Muchos imputan hoy nuestra desgracia colectiva a la improvisación de unos gobiernos incapaces de renunciar a las ventajas políticas del corto plazo, desplazan la culpa hacia los mercados, como si el mercado no fuéramos todos (unos más que otros), o señalan con el dedo a las agencias de ratingque cobran sus servicios por lo contrario de lo que se supone: para facilitar el crédito suministrando índices del riesgo de unos deudores que, de otro modo, no obtendrían financiación o la tendrían todavía en peores condiciones. Sin embargo, nadie gobierna una situación multicéntrica, donde los Estados, empobrecidos y endeudados, han perdido el monopolio de un poder roto y diseminado sobre los mapas. Nadie tiene la capacidad de decidir ni, del todo, la responsabilidad de un desastre fuera de control, sin reglas que lo hagan inteligible, con un ritmo aleatorio y un desenlace incierto. No hay dirección de orquesta, ni partitura; ni siquiera un lenguaje compartido, música o ruido.
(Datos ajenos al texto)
use std::collections::BTreeSet;

use anyhow::{Context, Result};
use serde::{Deserialize, Serialize};

use crate::actor::{Actor, Script, Stage};
use crate::block::{Block, BlockId, BlockKind};

/// Cap on tail walks when appending to a chain. A well-formed chain is a
/// simple list; hitting the cap means the graph has a cycle, and the append
/// is refused rather than looping.
pub const CHAIN_WALK_LIMIT: usize = 2_000;

/// Cap on recursive chain deletion, for the same reason.
pub const DELETE_WALK_LIMIT: usize = 5_000;

/// Monotonic id source. Ids start at 1 so 0 can mean "root" in runner
/// frames and loaded projects can never collide with fresh allocations.
#[derive(Debug, Clone, Copy, Serialize, Deserialize)]
pub struct IdGen {
    next: u32,
}

impl Default for IdGen {
    fn default() -> Self {
        IdGen { next: 1 }
    }
}

impl IdGen {
    pub fn next_id(&mut self) -> u32 {
        let id = self.next;
        self.next += 1;
        id
    }

    /// Guarantees future ids are strictly greater than `max_seen`.
    pub fn ensure_above(&mut self, max_seen: u32) {
        if self.next <= max_seen {
            self.next = max_seen + 1;
        }
    }
}

/// Live input snapshot fed by the host each frame. Never serialized.
#[derive(Debug, Clone, Default)]
struct InputState {
    keys_down: BTreeSet<String>,
    mouse_down: bool,
    mouse_x: f32,
    mouse_y: f32,
    mouse_valid: bool,
}

/// Ask/answer handshake between a blocked runner and the external prompt
/// surface. Never serialized.
#[derive(Debug, Clone, Default)]
struct AskState {
    active: bool,
    answered: bool,
    prompt: String,
    answer: String,
}

/// The full scriptable document: stage, actors, and their block arenas,
/// plus the transient runtime context shared with the interpreter.
#[derive(Debug, Clone, Default, Serialize, Deserialize)]
pub struct Project {
    pub stage: Stage,
    pub actors: Vec<Actor>,

    #[serde(skip)]
    actor_ids: IdGen,
    #[serde(skip)]
    script_ids: IdGen,
    #[serde(skip)]
    block_ids: IdGen,

    #[serde(skip)]
    dirty: bool,
    #[serde(skip)]
    input: InputState,
    #[serde(skip)]
    ask: AskState,
    #[serde(skip)]
    stop_all_requested: bool,
}

enum Predecessor {
    Chain(BlockId),
    ChildOf(BlockId),
}

impl Project {
    pub fn new() -> Self {
        Project::default()
    }

    // --- actors -------------------------------------------------------

    pub fn add_actor(&mut self, name: impl Into<String>) -> u32 {
        let id = self.actor_ids.next_id();
        self.actors.push(Actor::new(id, name));
        self.mark_dirty();
        id
    }

    pub fn actor(&self, actor_id: u32) -> Option<&Actor> {
        self.actors.iter().find(|actor| actor.id == actor_id)
    }

    pub fn actor_mut(&mut self, actor_id: u32) -> Option<&mut Actor> {
        self.actors.iter_mut().find(|actor| actor.id == actor_id)
    }

    pub fn actor_index(&self, actor_id: u32) -> Option<usize> {
        self.actors.iter().position(|actor| actor.id == actor_id)
    }

    // --- dirty tracking (consumed by the external persistence layer) ---

    pub fn is_dirty(&self) -> bool {
        self.dirty
    }

    pub fn mark_dirty(&mut self) {
        self.dirty = true;
    }

    pub fn clear_dirty(&mut self) {
        self.dirty = false;
    }

    // --- script / chain operations -------------------------------------

    /// Allocates a head block of `kind` plus a script entry pointing at it.
    /// Returns the new script id, or None when the actor is missing.
    pub fn create_script(&mut self, actor_id: u32, kind: BlockKind, x: f32, y: f32) -> Option<u32> {
        self.actor_index(actor_id)?;
        let script_id = self.script_ids.next_id();
        let block_id = self.block_ids.next_id();

        let actor = self.actor_mut(actor_id)?;
        let mut head = Block::new(block_id, kind);
        head.x = x;
        head.y = y;
        actor.blocks.insert(block_id, head);
        actor.scripts.push(Script {
            id: script_id,
            head_block: Some(block_id),
        });

        self.mark_dirty();
        log::info!("created script id={script_id} head={block_id} on actor {actor_id}");
        Some(script_id)
    }

    /// Appends a default-initialized block of `kind` at the tail of the
    /// script's chain. Returns the new block id.
    pub fn append_to_script(
        &mut self,
        actor_id: u32,
        script_id: u32,
        kind: BlockKind,
    ) -> Option<BlockId> {
        let head = self.actor(actor_id)?.script(script_id)?.head_block?;
        self.append_to_chain(actor_id, head, kind)
    }

    /// Appends to a control block's nested body, creating the body when the
    /// control block has none yet.
    pub fn append_to_child_chain(
        &mut self,
        actor_id: u32,
        control_id: BlockId,
        kind: BlockKind,
    ) -> Option<BlockId> {
        let control = self.actor(actor_id)?.block(control_id)?;
        if !control.kind.is_control() {
            return None;
        }
        match control.child_head {
            Some(head) => self.append_to_chain(actor_id, head, kind),
            None => {
                let block_id = self.block_ids.next_id();
                let actor = self.actor_mut(actor_id)?;
                actor.blocks.insert(block_id, Block::new(block_id, kind));
                if let Some(control) = actor.blocks.get_mut(&control_id) {
                    control.child_head = Some(block_id);
                }
                self.mark_dirty();
                Some(block_id)
            }
        }
    }

    /// Walks from `head` to the chain tail under [`CHAIN_WALK_LIMIT`] and
    /// links a new block there. Refused (None) when the walk cap trips,
    /// which only happens on a cyclic graph.
    pub fn append_to_chain(
        &mut self,
        actor_id: u32,
        head: BlockId,
        kind: BlockKind,
    ) -> Option<BlockId> {
        let tail = {
            let actor = self.actor(actor_id)?;
            let mut current = head;
            let mut tail = None;
            for _ in 0..CHAIN_WALK_LIMIT {
                match actor.block(current) {
                    Some(block) => match block.next {
                        Some(next) => current = next,
                        None => {
                            tail = Some(current);
                            break;
                        }
                    },
                    None => return None,
                }
            }
            match tail {
                Some(tail) => tail,
                None => {
                    log::warn!(
                        "append refused: chain from block {head} on actor {actor_id} \
                         did not terminate within {CHAIN_WALK_LIMIT} links"
                    );
                    return None;
                }
            }
        };

        let block_id = self.block_ids.next_id();
        let actor = self.actor_mut(actor_id)?;
        let (x, y) = actor
            .block(tail)
            .map(|block| (block.x, block.y + 60.0))
            .unwrap_or_default();
        let mut block = Block::new(block_id, kind);
        block.x = x;
        block.y = y;
        actor.blocks.insert(block_id, block);
        if let Some(tail_block) = actor.blocks.get_mut(&tail) {
            tail_block.next = Some(block_id);
        }
        self.mark_dirty();
        Some(block_id)
    }

    /// Deletes one block and only its own nested body, keeping the rest of
    /// the chain intact: a script head promotes its successor, a mid-chain
    /// node relinks predecessor to successor, a child head promotes within
    /// its owning control block, and a detached node just disappears.
    pub fn delete_block(&mut self, actor_id: u32, block_id: BlockId) -> bool {
        let Some(actor) = self.actor_mut(actor_id) else {
            return false;
        };
        let Some(block) = actor.blocks.get(&block_id) else {
            return false;
        };
        let next = block.next;
        let child = block.child_head;

        let heads_script = actor
            .scripts
            .iter()
            .position(|script| script.head_block == Some(block_id));

        if let Some(index) = heads_script {
            actor.scripts[index].head_block = next;
        } else {
            match find_predecessor(actor, block_id) {
                Some(Predecessor::Chain(prev)) => {
                    if let Some(prev_block) = actor.blocks.get_mut(&prev) {
                        prev_block.next = next;
                    }
                }
                Some(Predecessor::ChildOf(owner)) => {
                    if let Some(owner_block) = actor.blocks.get_mut(&owner) {
                        owner_block.child_head = next;
                    }
                }
                None => {}
            }
        }

        delete_chain(actor, child);
        actor.blocks.remove(&block_id);
        self.mark_dirty();
        true
    }

    /// Deletes a script entry and its entire chain, nested bodies included.
    pub fn delete_script(&mut self, actor_id: u32, script_id: u32) -> bool {
        let Some(actor) = self.actor_mut(actor_id) else {
            return false;
        };
        let Some(index) = actor.scripts.iter().position(|script| script.id == script_id) else {
            return false;
        };
        let head = actor.scripts[index].head_block;
        delete_chain(actor, head);
        actor.scripts.remove(index);
        self.mark_dirty();
        log::info!("deleted script id={script_id} on actor {actor_id}");
        true
    }

    // --- input snapshot -------------------------------------------------

    pub fn set_key_down(&mut self, key: &str, down: bool) {
        let key = key.trim().to_lowercase();
        if down {
            self.input.keys_down.insert(key);
        } else {
            self.input.keys_down.remove(&key);
        }
    }

    pub fn key_down(&self, key: &str) -> bool {
        self.input.keys_down.contains(&key.trim().to_lowercase())
    }

    pub fn set_mouse_button_down(&mut self, down: bool) {
        self.input.mouse_down = down;
    }

    pub fn mouse_down(&self) -> bool {
        self.input.mouse_down
    }

    pub fn set_mouse_world(&mut self, x: f32, y: f32, valid: bool) {
        self.input.mouse_x = x;
        self.input.mouse_y = y;
        self.input.mouse_valid = valid;
    }

    pub fn mouse_world(&self) -> Option<(f32, f32)> {
        self.input
            .mouse_valid
            .then_some((self.input.mouse_x, self.input.mouse_y))
    }

    // --- ask/answer channel ----------------------------------------------

    /// Arms a pending prompt and clears any stale answer-ready flag.
    pub fn begin_ask(&mut self, prompt: impl Into<String>) {
        self.ask.prompt = prompt.into();
        self.ask.active = true;
        self.ask.answered = false;
    }

    pub fn ask_active(&self) -> bool {
        self.ask.active
    }

    pub fn ask_prompt(&self) -> &str {
        &self.ask.prompt
    }

    /// The external layer's half of the handshake: supplies the answer and
    /// raises the answer-ready flag.
    pub fn submit_answer(&mut self, answer: impl Into<String>) {
        self.ask.answer = answer.into();
        self.ask.active = false;
        self.ask.answered = true;
    }

    /// Atomically reads and clears the answer-ready flag.
    pub fn consume_answered(&mut self) -> bool {
        std::mem::take(&mut self.ask.answered)
    }

    pub fn answer(&self) -> &str {
        &self.ask.answer
    }

    // --- shared stop-all request ----------------------------------------

    pub fn request_stop_all(&mut self) {
        self.stop_all_requested = true;
    }

    pub fn consume_stop_all_request(&mut self) -> bool {
        std::mem::take(&mut self.stop_all_requested)
    }

    // --- persistence boundary --------------------------------------------

    pub fn to_json(&self) -> Result<String> {
        serde_json::to_string_pretty(self).context("serializing project to JSON")
    }

    pub fn from_json(json: &str) -> Result<Self> {
        let mut project: Project =
            serde_json::from_str(json).context("parsing project JSON")?;
        project.reseed_id_generators();
        Ok(project)
    }

    /// Rebuilds the id generators strictly above every id present, so ids
    /// stay unique across save/load regardless of what the file claimed.
    pub fn reseed_id_generators(&mut self) {
        let mut max_actor = 0;
        let mut max_script = 0;
        let mut max_block = 0;
        for actor in &self.actors {
            max_actor = max_actor.max(actor.id);
            for script in &actor.scripts {
                max_script = max_script.max(script.id);
            }
            for id in actor.blocks.keys() {
                max_block = max_block.max(*id);
            }
        }
        self.actor_ids.ensure_above(max_actor);
        self.script_ids.ensure_above(max_script);
        self.block_ids.ensure_above(max_block);
    }
}

fn find_predecessor(actor: &Actor, target: BlockId) -> Option<Predecessor> {
    for block in actor.blocks.values() {
        if block.next == Some(target) {
            return Some(Predecessor::Chain(block.id));
        }
        if block.child_head == Some(target) {
            return Some(Predecessor::ChildOf(block.id));
        }
    }
    None
}

/// Removes a chain and every nested body under it, bounded by
/// [`DELETE_WALK_LIMIT`] per chain so a cyclic graph cannot hang deletion.
fn delete_chain(actor: &mut Actor, head: Option<BlockId>) {
    let mut current = head;
    let mut walked = 0;
    while let Some(id) = current {
        if walked >= DELETE_WALK_LIMIT {
            log::warn!("chain delete stopped at {DELETE_WALK_LIMIT} nodes (cyclic graph?)");
            return;
        }
        walked += 1;
        let Some(block) = actor.blocks.get(&id) else {
            return;
        };
        let next = block.next;
        let child = block.child_head;
        if child.is_some() {
            delete_chain(actor, child);
        }
        actor.blocks.remove(&id);
        current = next;
    }
}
El orden y el caos, dentro y fuera del teatro. El sonido y la furia. Hasta que volvamos al cuidado del trabajo bien hecho; al pequeño hogar ordenado de cada mañana; al sentido de la proporción y de lo justo perdido en una generación que ha convertido un gran legado de libertad en deuda insoportable para sus hijos; al concierto de las mejores voluntades para decidir dónde ahorrar, qué impuestos subir y en qué invertir para generar poco a poco una riqueza mejor distribuida. Aunque para ello tengamos que sobrevolar las fronteras, como las alondras de Messiaen, e inventar entre todos un nuevo lenguaje político, más música que ruido, por favor.

Por Antonio Hernández-Gil, decano del Colegio de Abogados de Madrid.